On 18 February 2006, following the swearing in of the new PLC, Israel imposed sanctions on the PA, including the suspension of transfers to the PA of customs revenues Israel collected on the PA's behalf. The US also imposed economic sanctions and prohibited all Hamas-related financial transactions.[1] The Middle East Quartet called for a review of all assistance to any new government that was formed against its commitment to the principles of nonviolence, recognition of Israel, and acceptance of agreements previously entered into by the PA.[2] After Hamas refused to concede these conditions, the international community suspended international aid to Palestinians, causing big damage to the Palestinian economy. Eventually, aid was diverted via a Temporary International Mechanism or directly to the accounts of President Mahmoud Abbas, bypassing the Hamas-led Palestinian Authority.[3]

After the formation of an emergency government in 2007 by Abbas, international aid to the Ramallah-based PA was resumed, but the Hamas-led government in Gaza remained boycotted. The US and Israel lifted sanctions against the Abbas government.[4][5][5]

After the 2006 elections[edit]

The Palestinian Authority legislative elections were held on 25 January 2006 and resulted in a decisive victory for Hamas.

On 30 January 2006, the Middle East Quartet — comprising the United States, Russia, United Nations, and European Union — issued a statement, saying that "It is the view of the Quartet that all members of a future Palestinian government must be committed to nonviolence, recognition of Israel, and acceptance of previous agreements and obligations, including the Roadmap," and concluded that it was inevitable that future assistance to any new government would be reviewed by donors against that government's commitment to those principles,[2] which Hamas rejected.[6] Although the Quartet formally did not call for sanctions and did not explicitly prohibit the provision of aid to the Hamas-led Palestinian Authority (PA), but rather called for aid to be ‘reviewed’ against the three principles, a combination of political pressure and US threats of sanctions against banks handling aid monies served to halt transfers to the PA.[7]

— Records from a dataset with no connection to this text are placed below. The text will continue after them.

use clap::{value_parser, Arg, ArgAction, Command};
use log::LevelFilter;
use qrand::cmd::{BytesCmd, Cmd, NumbersCmd, PasswordCmd};
use std::path::PathBuf;

const ABOUT: &str = "Queries the Australian National University Quantum Numbers (AQN) API for random bytes.

The program expects to read a valid API key from the environment variable AQN_API_KEY,
or from `api_key` in the config file. See https://quantumnumbers.anu.edu.au/documentation
for details about the API.";

fn main() {
    env_logger::builder()
        .filter_level(LevelFilter::Info)
        .parse_default_env()
        .init();

    let version = env!("QRAND_VERSION_INFO");
    let app = Command::new("qrand")
        .version(version)
        .about(ABOUT)
        .arg(
            Arg::new("config")
                .value_name("FILE")
                .long("config")
                .short('c')
                .action(ArgAction::Set)
                .value_parser(value_parser!(PathBuf))
                .required(false)
                .global(true)
                .help("config file, default is ~/.config/qrand/config.json"),
        )
        .subcommand(BytesCmd::cmd())
        .subcommand(NumbersCmd::cmd())
        .subcommand(PasswordCmd::cmd())
        .get_matches();

    let Some((s, m)) = app.subcommand() else {
        println!("{} {} {}", env!("CARGO_PKG_NAME"), version, env!("QRAND_GIT_INFO"));
        return;
    };

    let res = qrand::cmd::client(app.get_one::<PathBuf>("config").map(PathBuf::as_path))
        .and_then(|client| match s {
            BytesCmd::NAME => BytesCmd::new(client).run(m),
            NumbersCmd::NAME => NumbersCmd::new(client).run(m),
            PasswordCmd::NAME => PasswordCmd::new(client).run(m),
            name => anyhow::bail!("unsupport for {}", name),
        });

    if let Err(e) = res {
        log::error!("{e:#}");
        std::process::exit(1);
    }
}
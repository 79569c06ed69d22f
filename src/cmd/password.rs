use crate::cmd::Cmd;
use crate::{Client, Rand, Source, SourceError};
use clap::{value_parser, Arg, ArgAction, ArgMatches, Command};

const CHARS: &[u8] =
    br#"abcdefghijklmnopqrstuvwxyzABCDEFGHIJKLMNOPQRSTUVWXYZ0123456789~!@#$%^&*()_+-={}|[]\:"<>?,./"#;

pub struct PasswordCmd {
    client: Client,
}

impl PasswordCmd {
    pub fn new(client: Client) -> Self {
        Self { client }
    }
}

/// 均匀选取`[0, n)`中的下标, 丢弃落在最后不完整区间内的值
fn gen_index<R: Rand>(rng: &mut Source<R>, n: usize) -> Result<usize, SourceError<R::Error>> {
    let n = n as u64;
    let zone = u64::MAX - (u64::MAX % n + 1) % n;

    loop {
        let v = rng.try_next_u64()?;
        if v <= zone {
            return Ok((v % n) as usize);
        }
    }
}

fn password<R: Rand>(rng: &mut Source<R>, len: usize) -> Result<String, SourceError<R::Error>> {
    let mut s = String::with_capacity(len);
    for _ in 0..len {
        s.push(CHARS[gen_index(rng, CHARS.len())?] as char);
    }

    Ok(s)
}

impl Cmd for PasswordCmd {
    const NAME: &'static str = "password";

    fn cmd() -> Command {
        Command::new(Self::NAME)
            .about("Generate a password with the quantum random source")
            .arg(
                Arg::new("len")
                    .long("len")
                    .short('l')
                    .action(ArgAction::Set)
                    .value_parser(value_parser!(usize))
                    .default_value("32")
                    .help("the password length, every character costs one API call"),
            )
    }

    fn run(&self, m: &ArgMatches) -> anyhow::Result<()> {
        let len = m.get_one::<usize>("len").copied().unwrap_or(32);
        let mut rng = crate::new_source(&self.client);

        println!("{}", password(&mut rng, len)?);
        Ok(())
    }
}
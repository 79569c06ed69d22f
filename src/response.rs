//! ANU QRNG API响应解析 <br>
//!
//! 响应体形如`{"data": [99, 100, 101], ...}`, 按顺序逐步校验, 遇到第一个错误立即返回.

use crate::error::{snippet, DecodeError};
use serde_json::{Map, Value};
use std::str::FromStr;

#[derive(Clone, Debug, PartialEq, Eq)]
pub struct RandomResponse {
    data: Vec<u8>,
}

impl RandomResponse {
    pub fn decode(input: &[u8]) -> Result<Self, DecodeError> {
        let raw: Map<String, Value> =
            serde_json::from_slice(input).map_err(|e| DecodeError::MalformedJson(e.to_string()))?;

        let data = match raw.get("data") {
            Some(Value::Array(data)) => data,
            Some(x) => {
                return Err(DecodeError::WrongType {
                    kind: kind_of(x),
                    value: snippet(x.to_string().as_bytes()),
                })
            }
            None => {
                let raw = serde_json::to_string(&raw).unwrap_or_default();
                return Err(DecodeError::MissingField(snippet(raw.as_bytes())));
            }
        };

        if data.is_empty() {
            return Err(DecodeError::EmptyData);
        }

        let mut bytes = Vec::with_capacity(data.len());
        for (idx, x) in data.iter().enumerate() {
            let Some(val) = x.as_f64() else {
                return Err(DecodeError::ElementNotNumeric {
                    idx,
                    kind: kind_of(x),
                    value: snippet(x.to_string().as_bytes()),
                });
            };

            if val > 255.0 {
                return Err(DecodeError::ByteOutOfRange { idx, value: val });
            }

            // truncates toward zero, negative saturates to 0
            bytes.push(val as u8);
        }

        Ok(Self { data: bytes })
    }

    pub fn data(&self) -> &[u8] {
        self.data.as_slice()
    }

    pub fn into_data(self) -> Vec<u8> {
        self.data
    }
}

impl FromStr for RandomResponse {
    type Err = DecodeError;

    fn from_str(s: &str) -> Result<Self, Self::Err> {
        Self::decode(s.as_bytes())
    }
}

fn kind_of(x: &Value) -> &'static str {
    match x {
        Value::Null => "null",
        Value::Bool(_) => "bool",
        Value::Number(_) => "number",
        Value::String(_) => "string",
        Value::Array(_) => "array",
        Value::Object(_) => "object",
    }
}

On 1 February 2006, Israel announced that it suspend transfers of customs revenues to the PA, and noted that future transfers will be put on hold while the issue was being reviewed.[8] On 18 February, after the new PLC was sworn in, Israel imposed sanctions on the Palestinian Authority, including suspension of some $50 million in monthly PA customs revenues, and travel restrictions on Hamas members were imposed. Acting Prime Minister Ehud Olmert said that "It is clear that in light of the Hamas majority in the Palestinian Legislative Council and the instructions to form a new government that were given to the head of Hamas, the PA is - in practice - becoming a terrorist authority".[9][10][11]

US Administration officials and some Members of Congress warned the Hamas leadership that the United States will no longer provide assistance to a Hamas-led PA government unless Hamas changes its charter to recognize Israel’s right to exist and renounces the use of violence.[8]

Israeli officials and Western diplomats said that US and Israel were discussing ways to destabilize the Palestinian government so that newly elected Hamas officials will fail and elections will be called again. The intention was to starve the PA of money and international connections. The approach was being discussed at the highest levels of the US State Department and the Israeli government. Israeli military officials discussed cutting Gaza off completely from the West Bank and making the Israeli-Gaza border an international one. Hamas Members of Parliament would be denied to travel freely between Gaza and West Bank.[10]

Under the Hamas-led Government[edit]

The first Hamas-led Government was sworn in on 29 March 2006.[12] Both US and EU had cut aid to the Palestinians after the elections.[13] Canada also suspended its aid.[7]

On 12 April 2006, the US Treasury’s Office of Foreign Assets Control (OFAC) formally determined that Hamas had property interest in transactions of the PA. Consequently, all unauthorized transactions with the PA were prohibited. The general prohibition on transactions, however, also caused difficulty in carrying out financial transaction with non-PA related individuals and entities, as financial institutions around the world took protective measures regarding the OFAC determination.[1]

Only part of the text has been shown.